> TASK ITEM
Please retype the material beneath this task exactly, starting with its first line and finishing with the line containing "async fn main()".

> ENTRIES SHOWN

• • • • • • •

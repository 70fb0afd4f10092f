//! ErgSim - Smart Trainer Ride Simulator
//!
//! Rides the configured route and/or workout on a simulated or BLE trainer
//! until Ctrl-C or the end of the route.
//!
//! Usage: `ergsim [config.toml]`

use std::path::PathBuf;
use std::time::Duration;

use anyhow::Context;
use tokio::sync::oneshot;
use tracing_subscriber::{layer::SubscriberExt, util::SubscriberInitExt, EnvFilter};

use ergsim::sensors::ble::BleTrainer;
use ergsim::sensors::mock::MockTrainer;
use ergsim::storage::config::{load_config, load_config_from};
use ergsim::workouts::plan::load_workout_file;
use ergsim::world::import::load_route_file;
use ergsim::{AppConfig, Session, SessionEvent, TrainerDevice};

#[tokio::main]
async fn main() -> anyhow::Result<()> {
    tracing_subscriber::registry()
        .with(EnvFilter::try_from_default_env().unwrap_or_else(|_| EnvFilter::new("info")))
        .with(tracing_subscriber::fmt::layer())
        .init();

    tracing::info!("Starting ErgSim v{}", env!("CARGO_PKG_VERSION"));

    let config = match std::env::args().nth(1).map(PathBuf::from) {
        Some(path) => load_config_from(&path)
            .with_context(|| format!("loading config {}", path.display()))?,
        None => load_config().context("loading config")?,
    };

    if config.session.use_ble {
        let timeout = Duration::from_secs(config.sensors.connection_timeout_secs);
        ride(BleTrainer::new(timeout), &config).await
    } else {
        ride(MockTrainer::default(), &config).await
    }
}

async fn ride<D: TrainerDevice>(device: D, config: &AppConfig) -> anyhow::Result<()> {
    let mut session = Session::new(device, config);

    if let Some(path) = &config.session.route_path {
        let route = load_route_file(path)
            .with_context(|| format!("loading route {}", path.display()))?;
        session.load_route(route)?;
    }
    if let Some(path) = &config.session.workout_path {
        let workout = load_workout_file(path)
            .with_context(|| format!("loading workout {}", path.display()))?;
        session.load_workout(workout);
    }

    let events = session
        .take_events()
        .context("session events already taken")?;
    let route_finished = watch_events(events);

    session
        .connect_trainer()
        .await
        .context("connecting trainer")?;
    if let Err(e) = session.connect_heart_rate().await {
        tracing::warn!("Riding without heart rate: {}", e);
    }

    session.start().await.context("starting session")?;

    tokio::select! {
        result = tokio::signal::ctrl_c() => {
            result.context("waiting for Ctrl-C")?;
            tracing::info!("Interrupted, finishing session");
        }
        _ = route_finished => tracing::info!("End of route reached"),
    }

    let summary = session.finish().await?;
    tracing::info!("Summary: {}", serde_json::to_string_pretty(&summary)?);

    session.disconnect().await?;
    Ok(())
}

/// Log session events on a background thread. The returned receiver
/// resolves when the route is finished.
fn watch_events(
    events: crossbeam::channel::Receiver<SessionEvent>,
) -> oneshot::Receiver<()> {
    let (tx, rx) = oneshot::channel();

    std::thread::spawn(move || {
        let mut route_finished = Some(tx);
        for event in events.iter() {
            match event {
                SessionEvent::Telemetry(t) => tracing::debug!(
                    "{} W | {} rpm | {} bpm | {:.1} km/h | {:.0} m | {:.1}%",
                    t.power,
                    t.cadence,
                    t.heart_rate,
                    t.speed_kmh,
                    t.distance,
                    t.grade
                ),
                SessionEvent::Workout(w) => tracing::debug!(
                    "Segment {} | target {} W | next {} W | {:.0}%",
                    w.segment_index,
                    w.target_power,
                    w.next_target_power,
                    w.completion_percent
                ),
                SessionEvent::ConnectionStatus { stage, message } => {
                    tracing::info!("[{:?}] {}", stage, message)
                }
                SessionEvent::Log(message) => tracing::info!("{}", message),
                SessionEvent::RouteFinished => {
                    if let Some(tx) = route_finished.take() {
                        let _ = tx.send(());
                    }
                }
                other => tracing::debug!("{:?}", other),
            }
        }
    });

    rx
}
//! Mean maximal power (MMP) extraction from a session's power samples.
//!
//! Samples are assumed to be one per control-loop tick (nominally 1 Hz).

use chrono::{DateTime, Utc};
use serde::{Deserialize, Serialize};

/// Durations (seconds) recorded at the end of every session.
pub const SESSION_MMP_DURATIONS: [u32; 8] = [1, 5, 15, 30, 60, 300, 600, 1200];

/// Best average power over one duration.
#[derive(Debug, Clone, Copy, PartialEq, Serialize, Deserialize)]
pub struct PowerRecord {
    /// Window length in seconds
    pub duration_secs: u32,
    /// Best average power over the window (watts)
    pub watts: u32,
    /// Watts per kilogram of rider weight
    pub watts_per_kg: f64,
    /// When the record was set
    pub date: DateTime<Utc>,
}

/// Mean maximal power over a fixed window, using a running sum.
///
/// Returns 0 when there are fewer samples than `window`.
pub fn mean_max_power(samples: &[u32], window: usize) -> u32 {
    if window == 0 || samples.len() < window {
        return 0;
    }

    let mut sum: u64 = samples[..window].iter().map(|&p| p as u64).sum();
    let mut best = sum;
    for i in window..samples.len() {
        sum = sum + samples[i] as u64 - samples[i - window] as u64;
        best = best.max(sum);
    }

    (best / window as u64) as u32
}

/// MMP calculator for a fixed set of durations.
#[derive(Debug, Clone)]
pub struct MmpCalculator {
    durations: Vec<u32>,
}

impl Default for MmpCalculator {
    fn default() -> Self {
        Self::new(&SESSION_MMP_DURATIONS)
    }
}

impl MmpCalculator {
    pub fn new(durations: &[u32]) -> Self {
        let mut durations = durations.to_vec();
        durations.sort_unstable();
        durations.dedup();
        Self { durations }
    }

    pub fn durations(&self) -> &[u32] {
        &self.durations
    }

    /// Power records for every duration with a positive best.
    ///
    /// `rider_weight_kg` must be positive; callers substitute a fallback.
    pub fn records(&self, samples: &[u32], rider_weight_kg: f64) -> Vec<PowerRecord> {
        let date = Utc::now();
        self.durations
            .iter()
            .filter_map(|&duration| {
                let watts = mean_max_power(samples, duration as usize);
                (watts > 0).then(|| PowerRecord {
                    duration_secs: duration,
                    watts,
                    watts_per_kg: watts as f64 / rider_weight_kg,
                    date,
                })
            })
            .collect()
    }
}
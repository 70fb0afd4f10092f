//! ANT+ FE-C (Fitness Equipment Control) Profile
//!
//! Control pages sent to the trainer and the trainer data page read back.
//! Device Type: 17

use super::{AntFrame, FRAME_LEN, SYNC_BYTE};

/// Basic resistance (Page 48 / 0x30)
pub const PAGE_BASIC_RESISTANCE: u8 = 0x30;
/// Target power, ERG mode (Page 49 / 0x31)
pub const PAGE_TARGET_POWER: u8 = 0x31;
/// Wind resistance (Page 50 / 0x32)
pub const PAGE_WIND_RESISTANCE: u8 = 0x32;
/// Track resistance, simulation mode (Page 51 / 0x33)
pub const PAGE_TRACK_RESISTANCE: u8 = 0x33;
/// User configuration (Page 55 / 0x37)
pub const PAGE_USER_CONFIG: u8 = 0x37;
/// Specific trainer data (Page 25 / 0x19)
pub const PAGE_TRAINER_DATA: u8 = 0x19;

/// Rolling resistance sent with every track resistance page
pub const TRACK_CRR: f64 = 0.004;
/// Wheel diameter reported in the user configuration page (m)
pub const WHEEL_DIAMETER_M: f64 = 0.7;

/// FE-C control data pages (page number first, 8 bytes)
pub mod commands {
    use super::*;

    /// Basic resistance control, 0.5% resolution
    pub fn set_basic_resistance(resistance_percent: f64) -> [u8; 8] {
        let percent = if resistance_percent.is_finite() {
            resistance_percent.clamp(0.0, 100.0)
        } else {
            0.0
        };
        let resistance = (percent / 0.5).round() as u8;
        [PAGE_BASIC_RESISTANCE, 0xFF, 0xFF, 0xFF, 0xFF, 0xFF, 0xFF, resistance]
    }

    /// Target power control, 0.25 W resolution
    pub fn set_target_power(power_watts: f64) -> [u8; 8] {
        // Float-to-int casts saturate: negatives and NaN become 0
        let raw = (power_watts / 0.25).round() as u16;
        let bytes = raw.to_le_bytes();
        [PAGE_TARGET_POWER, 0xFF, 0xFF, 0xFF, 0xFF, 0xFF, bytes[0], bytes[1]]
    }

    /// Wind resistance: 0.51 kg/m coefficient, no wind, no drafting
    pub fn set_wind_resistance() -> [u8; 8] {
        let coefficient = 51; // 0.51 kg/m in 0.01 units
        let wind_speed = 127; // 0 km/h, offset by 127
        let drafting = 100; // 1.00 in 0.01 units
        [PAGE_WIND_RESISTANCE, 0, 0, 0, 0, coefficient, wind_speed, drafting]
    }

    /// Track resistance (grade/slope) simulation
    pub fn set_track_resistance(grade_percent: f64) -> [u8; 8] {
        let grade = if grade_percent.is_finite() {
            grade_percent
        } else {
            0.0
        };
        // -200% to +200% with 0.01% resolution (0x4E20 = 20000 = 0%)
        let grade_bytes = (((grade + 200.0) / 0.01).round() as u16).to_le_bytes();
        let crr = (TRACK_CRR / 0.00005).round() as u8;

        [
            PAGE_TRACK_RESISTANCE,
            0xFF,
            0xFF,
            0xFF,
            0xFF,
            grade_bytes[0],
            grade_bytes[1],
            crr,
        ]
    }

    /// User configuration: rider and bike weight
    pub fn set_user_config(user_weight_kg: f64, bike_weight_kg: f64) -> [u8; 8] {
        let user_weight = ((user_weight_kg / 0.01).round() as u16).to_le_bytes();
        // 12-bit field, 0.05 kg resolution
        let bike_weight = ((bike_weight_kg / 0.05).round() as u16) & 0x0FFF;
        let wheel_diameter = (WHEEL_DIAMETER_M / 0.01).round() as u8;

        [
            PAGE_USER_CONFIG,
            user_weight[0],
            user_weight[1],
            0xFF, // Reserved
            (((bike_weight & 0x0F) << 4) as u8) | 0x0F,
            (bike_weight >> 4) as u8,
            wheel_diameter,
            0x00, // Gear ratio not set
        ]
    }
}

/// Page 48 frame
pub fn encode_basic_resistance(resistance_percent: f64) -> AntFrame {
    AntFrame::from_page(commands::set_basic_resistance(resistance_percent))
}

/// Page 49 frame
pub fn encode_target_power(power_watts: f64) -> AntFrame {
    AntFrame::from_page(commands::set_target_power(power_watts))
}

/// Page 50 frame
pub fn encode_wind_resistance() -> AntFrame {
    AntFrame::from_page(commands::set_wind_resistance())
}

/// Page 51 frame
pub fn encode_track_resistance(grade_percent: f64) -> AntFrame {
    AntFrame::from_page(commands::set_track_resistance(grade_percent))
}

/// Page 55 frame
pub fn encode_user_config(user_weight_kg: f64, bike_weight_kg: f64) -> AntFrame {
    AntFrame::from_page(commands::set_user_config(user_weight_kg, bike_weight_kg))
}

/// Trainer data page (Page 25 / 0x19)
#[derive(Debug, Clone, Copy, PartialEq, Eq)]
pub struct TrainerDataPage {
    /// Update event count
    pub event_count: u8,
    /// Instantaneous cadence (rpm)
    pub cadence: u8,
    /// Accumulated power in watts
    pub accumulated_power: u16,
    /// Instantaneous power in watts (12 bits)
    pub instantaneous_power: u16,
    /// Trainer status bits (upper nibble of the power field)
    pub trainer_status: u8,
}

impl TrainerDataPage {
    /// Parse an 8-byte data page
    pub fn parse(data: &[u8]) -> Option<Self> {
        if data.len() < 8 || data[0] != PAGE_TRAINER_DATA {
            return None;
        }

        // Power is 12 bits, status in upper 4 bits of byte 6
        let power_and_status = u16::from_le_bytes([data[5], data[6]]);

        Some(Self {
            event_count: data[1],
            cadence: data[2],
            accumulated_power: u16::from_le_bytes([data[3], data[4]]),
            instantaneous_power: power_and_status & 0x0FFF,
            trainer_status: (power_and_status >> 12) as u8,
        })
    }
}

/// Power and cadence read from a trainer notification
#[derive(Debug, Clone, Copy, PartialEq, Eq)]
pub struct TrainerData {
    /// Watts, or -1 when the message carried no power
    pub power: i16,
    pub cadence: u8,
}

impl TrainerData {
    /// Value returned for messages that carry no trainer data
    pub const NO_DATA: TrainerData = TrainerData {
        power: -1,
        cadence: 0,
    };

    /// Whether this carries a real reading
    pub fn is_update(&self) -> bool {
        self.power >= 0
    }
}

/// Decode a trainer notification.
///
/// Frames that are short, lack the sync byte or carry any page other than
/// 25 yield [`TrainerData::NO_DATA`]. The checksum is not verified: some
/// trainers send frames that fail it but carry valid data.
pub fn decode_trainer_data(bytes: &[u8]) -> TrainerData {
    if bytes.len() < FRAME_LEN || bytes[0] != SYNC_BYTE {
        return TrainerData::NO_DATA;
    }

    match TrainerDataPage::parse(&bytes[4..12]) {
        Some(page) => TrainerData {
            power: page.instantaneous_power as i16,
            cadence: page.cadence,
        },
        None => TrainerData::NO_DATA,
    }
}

• • • • • • •

> OUTPUT
repository 70fb0afd4f10092f
//! ErgSim - Smart Trainer Ride Simulator
//!
//! Rides the configured route and/or workout on a simulated or BLE trainer
//! until Ctrl-C or the end of the route.
//!
//! Usage: `ergsim [config.toml]`

use std::path::PathBuf;
use std::time::Duration;

use anyhow::Context;
use tokio::sync::oneshot;
use tracing_subscriber::{layer::SubscriberExt, util::SubscriberInitExt, EnvFilter};

use ergsim::sensors::ble::BleTrainer;
use ergsim::sensors::mock::MockTrainer;
use ergsim::storage::config::{load_config, load_config_from};
use ergsim::workouts::plan::load_workout_file;
use ergsim::world::import::load_route_file;
use ergsim::{AppConfig, Session, SessionEvent, TrainerDevice};

#[tokio::main]
async fn main() -> anyhow::Result<()> {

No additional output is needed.